Dataset entries:
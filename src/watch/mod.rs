//! File watching seam.
//!
//! The store never polls: it registers callbacks through a [`WatchHost`] and
//! expects push notifications. Editors forward their own file events through
//! [`PushWatchHost`]; standalone tools can use the `notify`-backed
//! `NotifyWatchHost` (feature `notify-watch`).

mod push;
#[cfg(feature = "notify-watch")]
mod native;

use std::path::{Path, PathBuf};
use std::sync::Arc;

use thiserror::Error;

#[cfg(feature = "notify-watch")]
pub use native::NotifyWatchHost;
pub use push::PushWatchHost;

/// Invoked with the path that changed.
pub type WatchCallback = Arc<dyn Fn(&Path) + Send + Sync>;

/// Why a watch could not be registered.
#[derive(Debug, Error)]
pub enum WatchError {
    /// The backend refused the path.
    #[error("cannot watch `{}`: {message}", .path.display())]
    Backend {
        /// Path that was to be watched.
        path: PathBuf,
        /// Backend message.
        message: String,
    },

    /// The host has been shut down.
    #[error("watch host is closed")]
    Closed,
}

/// A live registration. Dropping the handle also closes it.
pub trait WatchHandle: Send {
    /// Stop delivering events. Idempotent.
    fn close(&mut self);
}

/// Registers file and directory watches.
pub trait WatchHost: Send + Sync {
    /// Watch one file.
    fn watch_file(
        &self,
        path: &Path,
        callback: WatchCallback,
    ) -> Result<Box<dyn WatchHandle>, WatchError>;

    /// Watch a directory's entries, optionally recursively.
    fn watch_directory(
        &self,
        path: &Path,
        recursive: bool,
        callback: WatchCallback,
    ) -> Result<Box<dyn WatchHandle>, WatchError>;
}

impl<W: WatchHost + ?Sized> WatchHost for Arc<W> {
    fn watch_file(
        &self,
        path: &Path,
        callback: WatchCallback,
    ) -> Result<Box<dyn WatchHandle>, WatchError> {
        (**self).watch_file(path, callback)
    }

    fn watch_directory(
        &self,
        path: &Path,
        recursive: bool,
        callback: WatchCallback,
    ) -> Result<Box<dyn WatchHandle>, WatchError> {
        (**self).watch_directory(path, recursive, callback)
    }
}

YOUR OBJECTIVE: Search the data for "through". Copy every line that has it.

RESPONSE BELOW:
//! The store never polls: it registers callbacks through a [`WatchHost`] and
//! expects push notifications. Editors forward their own file events through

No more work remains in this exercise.